### [Required work]
Would you please write out the records below exactly as they appear?

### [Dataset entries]
Start of Block
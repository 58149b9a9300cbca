// Copyright 2025 Umberto Gotti <umberto.gotti@umbertogotti.dev>
// Licensed under the Apache License, Version 2.0
// http://www.apache.org/licenses/LICENSE-2.0

use crate::{FetchError, FetchResult, WeatherReport, WorkItem};
use std::fmt;

#[derive(Debug, Clone, PartialEq)]
pub enum Outcome {
    Success(WeatherReport),
    Failure(FetchError),
}

impl From<FetchResult> for Outcome {
    fn from(result: FetchResult) -> Self {
        match result {
            Ok(report) => Outcome::Success(report),
            Err(e) => Outcome::Failure(e),
        }
    }
}

/// The reported outcome for one work item
#[derive(Debug, Clone, PartialEq)]
pub struct ResultMessage {
    pub item: WorkItem,
    pub outcome: Outcome,
}

impl ResultMessage {
    pub fn new(item: WorkItem, result: FetchResult) -> Self {
        Self {
            item,
            outcome: result.into(),
        }
    }

    pub fn is_success(&self) -> bool {
        matches!(self.outcome, Outcome::Success(_))
    }

    pub fn report(&self) -> Option<&WeatherReport> {
        match &self.outcome {
            Outcome::Success(report) => Some(report),
            Outcome::Failure(_) => None,
        }
    }

    pub fn error(&self) -> Option<&FetchError> {
        match &self.outcome {
            Outcome::Success(_) => None,
            Outcome::Failure(e) => Some(e),
        }
    }
}

impl fmt::Display for ResultMessage {
    fn fmt(&self, f: &mut fmt::Formatter<'_>) -> fmt::Result {
        match &self.outcome {
            Outcome::Success(report) => write!(
                f,
                "weather data for {}: temp={:.2}K timezone={} name={} cod={}",
                self.item, report.main.temp, report.timezone, report.name, report.cod
            ),
            Outcome::Failure(e) => write!(f, "weather data for {}: FAILED ({})", self.item, e),
        }
    }
}

#[cfg(test)]
mod tests {
    use super::*;

    #[test]
    fn formats_success_line() {
        let msg = ResultMessage::new(
            WorkItem::from("mumbai"),
            Ok(WeatherReport::new("Mumbai", 300.0, 19800, 200)),
        );
        assert_eq!(
            msg.to_string(),
            "weather data for mumbai: temp=300.00K timezone=19800 name=Mumbai cod=200"
        );
        assert!(msg.is_success());
        assert_eq!(msg.report().map(|r| r.cod), Some(200));
    }

    #[test]
    fn formats_failure_line() {
        let msg = ResultMessage::new(
            WorkItem::from("delhi"),
            Err(FetchError::Transport("connection refused".to_string())),
        );
        assert_eq!(
            msg.to_string(),
            "weather data for delhi: FAILED (transport error: connection refused)"
        );
        assert!(!msg.is_success());
        assert!(msg.report().is_none());
    }
}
End of Block
### [Solution]
repository 58149b9a9300cbca
// Copyright 2025 Umberto Gotti <umberto.gotti@umbertogotti.dev>
// Licensed under the Apache License, Version 2.0
// http://www.apache.org/licenses/LICENSE-2.0

use crate::{FetchError, FetchResult, WeatherReport, WorkItem};
use std::fmt;

#[derive(Debug, Clone, PartialEq)]
pub enum Outcome {
    Success(WeatherReport),
    Failure(FetchError),
}

impl From<FetchResult> for Outcome {
    fn from(result: FetchResult) -> Self {
        match result {
            Ok(report) => Outcome::Success(report),
            Err(e) => Outcome::Failure(e),
        }
    }
}

/// The reported outcome for one work item
#[derive(Debug, Clone, PartialEq)]
pub struct ResultMessage {
    pub item: WorkItem,
    pub outcome: Outcome,
}

impl ResultMessage {
    pub fn new(item: WorkItem, result: FetchResult) -> Self {
        Self {
            item,
            outcome: result.into(),
        }
    }

    pub fn is_success(&self) -> bool {
        matches!(self.outcome, Outcome::Success(_))
    }

    pub fn report(&self) -> Option<&WeatherReport> {
        match &self.outcome {
            Outcome::Success(report) => Some(report),
            Outcome::Failure(_) => None,
        }
    }

    pub fn error(&self) -> Option<&FetchError> {
        match &self.outcome {
            Outcome::Success(_) => None,
            Outcome::Failure(e) => Some(e),
        }
    }
}

impl fmt::Display for ResultMessage {
    fn fmt(&self, f: &mut fmt::Formatter<'_>) -> fmt::Result {
        match &self.outcome {
            Outcome::Success(report) => write!(
                f,
                "weather data for {}: temp={:.2}K timezone={} name={} cod={}",
                self.item, report.main.temp, report.timezone, report.name, report.cod
            ),
            Outcome::Failure(e) => write!(f, "weather data for {}: FAILED ({})", self.item, e),
        }
    }
}

#[cfg(test)]
mod tests {
    use super::*;

    #[test]
    fn formats_success_line() {
        let msg = ResultMessage::new(
            WorkItem::from("mumbai"),
            Ok(WeatherReport::new("Mumbai", 300.0, 19800, 200)),
        );
        assert_eq!(
            msg.to_string(),
            "weather data for mumbai: temp=300.00K timezone=19800 name=Mumbai cod=200"
        );
        assert!(msg.is_success());
        assert_eq!(msg.report().map(|r| r.cod), Some(200));
    }

    #[test]
    fn formats_failure_line() {
        let msg = ResultMessage::new(
            WorkItem::from("delhi"),
            Err(FetchError::Transport("connection refused".to_string())),
        );
        assert_eq!(
            msg.to_string(),
            "weather data for delhi: FAILED (transport error: connection refused)"
        );
        assert!(!msg.is_success());
        assert!(msg.report().is_none());
    }
}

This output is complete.